(Collected data)
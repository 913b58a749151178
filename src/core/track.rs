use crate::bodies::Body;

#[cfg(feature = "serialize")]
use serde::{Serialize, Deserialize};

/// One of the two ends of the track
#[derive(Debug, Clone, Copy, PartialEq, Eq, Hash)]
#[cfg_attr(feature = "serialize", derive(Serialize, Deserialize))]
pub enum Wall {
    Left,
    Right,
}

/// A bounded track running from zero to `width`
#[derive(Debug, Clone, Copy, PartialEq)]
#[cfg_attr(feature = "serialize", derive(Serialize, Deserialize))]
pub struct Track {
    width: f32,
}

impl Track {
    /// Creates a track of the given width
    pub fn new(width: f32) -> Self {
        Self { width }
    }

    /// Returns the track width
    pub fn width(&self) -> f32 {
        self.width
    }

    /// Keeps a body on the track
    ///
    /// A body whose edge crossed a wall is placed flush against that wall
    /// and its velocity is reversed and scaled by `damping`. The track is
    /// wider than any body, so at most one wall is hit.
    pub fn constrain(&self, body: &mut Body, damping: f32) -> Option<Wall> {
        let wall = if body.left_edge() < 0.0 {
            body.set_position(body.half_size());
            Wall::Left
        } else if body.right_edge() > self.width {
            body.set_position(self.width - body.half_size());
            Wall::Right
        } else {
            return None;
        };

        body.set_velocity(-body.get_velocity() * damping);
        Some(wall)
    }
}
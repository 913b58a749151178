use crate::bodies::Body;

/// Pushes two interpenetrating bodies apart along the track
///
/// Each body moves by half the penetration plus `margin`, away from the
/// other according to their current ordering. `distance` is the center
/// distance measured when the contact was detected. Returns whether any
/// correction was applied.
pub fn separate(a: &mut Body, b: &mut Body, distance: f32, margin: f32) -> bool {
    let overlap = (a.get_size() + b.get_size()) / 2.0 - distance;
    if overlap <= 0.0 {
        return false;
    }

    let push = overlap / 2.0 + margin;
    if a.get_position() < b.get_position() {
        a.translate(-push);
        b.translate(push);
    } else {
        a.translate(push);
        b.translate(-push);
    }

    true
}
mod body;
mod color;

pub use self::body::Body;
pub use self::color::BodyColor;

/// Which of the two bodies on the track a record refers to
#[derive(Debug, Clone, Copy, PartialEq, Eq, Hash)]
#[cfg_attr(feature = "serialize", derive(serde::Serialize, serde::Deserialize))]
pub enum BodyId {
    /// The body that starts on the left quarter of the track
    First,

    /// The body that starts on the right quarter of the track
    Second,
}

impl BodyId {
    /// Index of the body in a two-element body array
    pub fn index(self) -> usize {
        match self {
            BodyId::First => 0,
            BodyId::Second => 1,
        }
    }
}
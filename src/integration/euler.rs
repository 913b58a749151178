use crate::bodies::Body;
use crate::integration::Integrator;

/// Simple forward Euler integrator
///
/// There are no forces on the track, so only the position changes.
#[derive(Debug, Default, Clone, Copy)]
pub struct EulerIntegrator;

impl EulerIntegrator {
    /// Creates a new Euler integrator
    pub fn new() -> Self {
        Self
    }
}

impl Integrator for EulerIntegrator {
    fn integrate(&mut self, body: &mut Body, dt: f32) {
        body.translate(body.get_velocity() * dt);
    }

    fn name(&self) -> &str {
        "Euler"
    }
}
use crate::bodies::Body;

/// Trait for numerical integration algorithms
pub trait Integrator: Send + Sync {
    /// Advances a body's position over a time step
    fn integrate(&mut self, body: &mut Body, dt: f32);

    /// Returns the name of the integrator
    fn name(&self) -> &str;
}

==

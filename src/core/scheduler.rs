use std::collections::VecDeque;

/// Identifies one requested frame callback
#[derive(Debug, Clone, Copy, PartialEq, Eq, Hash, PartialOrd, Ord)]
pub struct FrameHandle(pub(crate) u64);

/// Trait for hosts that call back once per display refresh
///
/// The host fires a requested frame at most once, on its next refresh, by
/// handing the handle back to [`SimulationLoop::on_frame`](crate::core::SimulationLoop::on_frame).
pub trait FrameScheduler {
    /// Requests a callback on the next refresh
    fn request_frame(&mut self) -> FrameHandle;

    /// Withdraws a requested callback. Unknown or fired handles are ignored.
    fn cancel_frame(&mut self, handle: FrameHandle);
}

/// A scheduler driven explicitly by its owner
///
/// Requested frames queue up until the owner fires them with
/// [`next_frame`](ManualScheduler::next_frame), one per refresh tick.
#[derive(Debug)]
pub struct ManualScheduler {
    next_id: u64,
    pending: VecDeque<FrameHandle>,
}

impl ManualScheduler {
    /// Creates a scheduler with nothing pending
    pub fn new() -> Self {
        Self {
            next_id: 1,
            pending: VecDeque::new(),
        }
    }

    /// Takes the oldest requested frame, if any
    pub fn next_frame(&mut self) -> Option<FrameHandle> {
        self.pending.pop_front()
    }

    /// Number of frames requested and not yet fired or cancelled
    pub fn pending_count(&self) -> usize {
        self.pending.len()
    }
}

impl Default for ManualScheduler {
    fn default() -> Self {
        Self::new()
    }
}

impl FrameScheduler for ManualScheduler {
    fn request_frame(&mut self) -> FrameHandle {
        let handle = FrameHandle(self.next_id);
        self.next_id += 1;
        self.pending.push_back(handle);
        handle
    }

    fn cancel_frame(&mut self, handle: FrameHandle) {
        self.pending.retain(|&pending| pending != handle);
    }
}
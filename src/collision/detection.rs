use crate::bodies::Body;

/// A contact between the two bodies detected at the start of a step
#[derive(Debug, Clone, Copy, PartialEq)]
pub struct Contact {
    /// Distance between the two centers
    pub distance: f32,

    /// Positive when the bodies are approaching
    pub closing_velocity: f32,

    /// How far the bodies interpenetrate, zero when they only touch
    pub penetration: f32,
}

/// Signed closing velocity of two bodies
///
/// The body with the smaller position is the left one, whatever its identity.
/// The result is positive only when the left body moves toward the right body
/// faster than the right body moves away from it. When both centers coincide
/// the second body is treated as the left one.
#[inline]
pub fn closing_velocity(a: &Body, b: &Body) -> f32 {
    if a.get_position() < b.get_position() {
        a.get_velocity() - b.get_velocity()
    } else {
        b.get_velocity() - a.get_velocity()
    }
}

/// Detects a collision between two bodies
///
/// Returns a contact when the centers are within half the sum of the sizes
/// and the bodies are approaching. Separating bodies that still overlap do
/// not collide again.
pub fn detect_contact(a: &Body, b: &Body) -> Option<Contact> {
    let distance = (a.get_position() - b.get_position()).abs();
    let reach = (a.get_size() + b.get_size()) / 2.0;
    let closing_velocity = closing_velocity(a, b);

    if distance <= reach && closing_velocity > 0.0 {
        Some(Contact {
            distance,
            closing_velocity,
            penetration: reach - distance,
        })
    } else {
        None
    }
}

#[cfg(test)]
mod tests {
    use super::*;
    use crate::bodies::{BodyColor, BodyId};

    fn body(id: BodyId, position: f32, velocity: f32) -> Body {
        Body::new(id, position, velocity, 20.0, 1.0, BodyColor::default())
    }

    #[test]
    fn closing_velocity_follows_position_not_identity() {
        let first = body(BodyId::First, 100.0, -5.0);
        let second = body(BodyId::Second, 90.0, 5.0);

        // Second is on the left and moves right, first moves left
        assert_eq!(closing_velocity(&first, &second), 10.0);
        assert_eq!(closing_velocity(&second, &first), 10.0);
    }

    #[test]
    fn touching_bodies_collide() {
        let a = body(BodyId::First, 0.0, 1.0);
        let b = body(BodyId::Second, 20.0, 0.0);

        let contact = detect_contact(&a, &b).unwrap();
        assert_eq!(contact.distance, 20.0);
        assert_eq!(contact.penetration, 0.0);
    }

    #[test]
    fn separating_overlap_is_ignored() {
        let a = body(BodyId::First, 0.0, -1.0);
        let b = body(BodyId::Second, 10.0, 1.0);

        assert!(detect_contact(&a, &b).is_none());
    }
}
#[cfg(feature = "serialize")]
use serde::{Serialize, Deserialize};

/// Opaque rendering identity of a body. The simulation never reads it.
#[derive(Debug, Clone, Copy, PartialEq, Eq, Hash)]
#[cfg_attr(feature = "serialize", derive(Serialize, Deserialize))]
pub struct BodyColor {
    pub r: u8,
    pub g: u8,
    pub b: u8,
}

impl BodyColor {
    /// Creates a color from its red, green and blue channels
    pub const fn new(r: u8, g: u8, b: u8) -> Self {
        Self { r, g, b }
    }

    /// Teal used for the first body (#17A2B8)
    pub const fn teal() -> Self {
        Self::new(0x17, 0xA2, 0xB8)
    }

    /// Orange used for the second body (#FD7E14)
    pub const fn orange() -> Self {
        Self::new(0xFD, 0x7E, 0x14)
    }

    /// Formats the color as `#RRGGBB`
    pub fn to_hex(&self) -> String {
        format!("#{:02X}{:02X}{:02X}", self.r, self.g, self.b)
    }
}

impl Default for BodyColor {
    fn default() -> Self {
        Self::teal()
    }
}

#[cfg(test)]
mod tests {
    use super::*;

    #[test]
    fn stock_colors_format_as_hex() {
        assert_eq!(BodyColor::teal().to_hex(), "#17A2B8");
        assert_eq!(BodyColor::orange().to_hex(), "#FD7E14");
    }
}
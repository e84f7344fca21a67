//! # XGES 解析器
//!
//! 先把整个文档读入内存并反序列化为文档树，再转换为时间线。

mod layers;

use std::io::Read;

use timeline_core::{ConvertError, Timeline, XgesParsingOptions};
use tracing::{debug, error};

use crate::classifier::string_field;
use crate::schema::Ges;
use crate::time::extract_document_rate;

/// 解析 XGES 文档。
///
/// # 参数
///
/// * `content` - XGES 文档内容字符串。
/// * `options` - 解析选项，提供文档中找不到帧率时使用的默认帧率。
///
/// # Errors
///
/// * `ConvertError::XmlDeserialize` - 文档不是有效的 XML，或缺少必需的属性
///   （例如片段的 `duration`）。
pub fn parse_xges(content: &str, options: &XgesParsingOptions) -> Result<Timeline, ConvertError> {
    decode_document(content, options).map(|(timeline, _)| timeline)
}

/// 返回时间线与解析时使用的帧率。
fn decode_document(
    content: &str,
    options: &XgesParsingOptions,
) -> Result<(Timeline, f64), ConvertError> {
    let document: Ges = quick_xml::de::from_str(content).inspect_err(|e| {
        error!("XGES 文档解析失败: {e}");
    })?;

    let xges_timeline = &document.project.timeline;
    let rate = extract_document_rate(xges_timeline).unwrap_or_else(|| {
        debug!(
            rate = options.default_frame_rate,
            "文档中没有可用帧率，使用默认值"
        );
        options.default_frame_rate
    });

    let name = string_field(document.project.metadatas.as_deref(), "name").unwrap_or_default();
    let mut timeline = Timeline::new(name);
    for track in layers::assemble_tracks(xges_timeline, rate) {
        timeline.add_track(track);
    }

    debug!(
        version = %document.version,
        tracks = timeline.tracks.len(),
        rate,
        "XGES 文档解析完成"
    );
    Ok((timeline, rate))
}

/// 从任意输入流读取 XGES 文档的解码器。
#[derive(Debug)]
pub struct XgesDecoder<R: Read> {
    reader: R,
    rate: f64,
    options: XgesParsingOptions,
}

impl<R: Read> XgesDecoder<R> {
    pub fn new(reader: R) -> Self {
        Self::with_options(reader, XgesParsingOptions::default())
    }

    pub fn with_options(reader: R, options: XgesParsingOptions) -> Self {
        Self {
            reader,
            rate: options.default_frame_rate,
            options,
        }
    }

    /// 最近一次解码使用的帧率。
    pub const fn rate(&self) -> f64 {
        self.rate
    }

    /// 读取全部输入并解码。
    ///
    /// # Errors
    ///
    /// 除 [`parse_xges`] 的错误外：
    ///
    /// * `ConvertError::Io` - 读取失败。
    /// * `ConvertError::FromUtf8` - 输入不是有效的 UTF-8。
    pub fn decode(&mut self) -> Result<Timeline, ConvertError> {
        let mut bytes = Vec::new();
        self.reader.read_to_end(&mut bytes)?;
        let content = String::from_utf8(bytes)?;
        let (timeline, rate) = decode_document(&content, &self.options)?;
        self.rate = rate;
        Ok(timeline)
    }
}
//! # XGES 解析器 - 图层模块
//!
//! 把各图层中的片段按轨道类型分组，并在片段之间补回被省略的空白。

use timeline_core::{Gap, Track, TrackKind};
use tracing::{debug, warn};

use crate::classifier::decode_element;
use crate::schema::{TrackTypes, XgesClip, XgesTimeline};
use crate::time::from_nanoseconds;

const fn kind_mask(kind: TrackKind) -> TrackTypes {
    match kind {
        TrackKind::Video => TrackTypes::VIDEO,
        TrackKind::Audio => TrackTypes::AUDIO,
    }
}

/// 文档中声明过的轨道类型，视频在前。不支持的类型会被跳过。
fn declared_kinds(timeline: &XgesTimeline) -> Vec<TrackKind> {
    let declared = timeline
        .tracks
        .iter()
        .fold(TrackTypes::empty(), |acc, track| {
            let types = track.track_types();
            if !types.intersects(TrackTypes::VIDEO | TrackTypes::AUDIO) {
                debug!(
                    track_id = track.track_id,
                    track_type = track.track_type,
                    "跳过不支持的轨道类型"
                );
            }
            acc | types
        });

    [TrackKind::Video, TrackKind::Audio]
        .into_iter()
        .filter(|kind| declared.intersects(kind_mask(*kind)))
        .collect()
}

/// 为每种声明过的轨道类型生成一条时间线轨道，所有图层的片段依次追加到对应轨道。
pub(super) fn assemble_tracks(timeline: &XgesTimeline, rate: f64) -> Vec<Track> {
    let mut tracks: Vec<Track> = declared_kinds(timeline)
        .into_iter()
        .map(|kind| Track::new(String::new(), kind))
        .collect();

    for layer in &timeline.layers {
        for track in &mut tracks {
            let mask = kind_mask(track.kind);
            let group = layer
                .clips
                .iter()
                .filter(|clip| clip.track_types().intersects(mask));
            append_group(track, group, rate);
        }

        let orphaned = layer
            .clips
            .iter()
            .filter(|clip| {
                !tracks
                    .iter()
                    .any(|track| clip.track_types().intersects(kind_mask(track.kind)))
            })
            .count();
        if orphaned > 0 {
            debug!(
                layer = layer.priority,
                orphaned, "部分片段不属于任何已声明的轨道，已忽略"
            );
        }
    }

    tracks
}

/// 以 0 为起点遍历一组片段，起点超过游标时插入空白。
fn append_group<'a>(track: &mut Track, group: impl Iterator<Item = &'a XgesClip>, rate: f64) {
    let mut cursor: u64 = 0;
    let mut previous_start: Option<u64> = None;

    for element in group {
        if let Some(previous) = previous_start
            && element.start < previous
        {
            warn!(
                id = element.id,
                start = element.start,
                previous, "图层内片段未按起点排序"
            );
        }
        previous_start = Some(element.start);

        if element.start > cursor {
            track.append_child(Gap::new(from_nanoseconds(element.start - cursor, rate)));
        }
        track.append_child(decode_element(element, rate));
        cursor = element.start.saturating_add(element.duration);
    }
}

TASK TO COMPLETE =>
As the answer, set down only the lines from the data above between the one holding "pub struct Track" and the one holding "b.translate(push);", inclusive, exactly as they read.

TASK OUTPUT =>
pub struct Track {
    width: f32,
}

impl Track {
    /// Creates a track of the given width
    pub fn new(width: f32) -> Self {
        Self { width }
    }

    /// Returns the track width
    pub fn width(&self) -> f32 {
        self.width
    }

    /// Keeps a body on the track
    ///
    /// A body whose edge crossed a wall is placed flush against that wall
    /// and its velocity is reversed and scaled by `damping`. The track is
    /// wider than any body, so at most one wall is hit.
    pub fn constrain(&self, body: &mut Body, damping: f32) -> Option<Wall> {
        let wall = if body.left_edge() < 0.0 {
            body.set_position(body.half_size());
            Wall::Left
        } else if body.right_edge() > self.width {
            body.set_position(self.width - body.half_size());
            Wall::Right
        } else {
            return None;
        };

        body.set_velocity(-body.get_velocity() * damping);
        Some(wall)
    }
}
repository 913b58a749151178
use crate::bodies::Body;

/// Pushes two interpenetrating bodies apart along the track
///
/// Each body moves by half the penetration plus `margin`, away from the
/// other according to their current ordering. `distance` is the center
/// distance measured when the contact was detected. Returns whether any
/// correction was applied.
pub fn separate(a: &mut Body, b: &mut Body, distance: f32, margin: f32) -> bool {
    let overlap = (a.get_size() + b.get_size()) / 2.0 - distance;
    if overlap <= 0.0 {
        return false;
    }

    let push = overlap / 2.0 + margin;
    if a.get_position() < b.get_position() {
        a.translate(-push);
        b.translate(push);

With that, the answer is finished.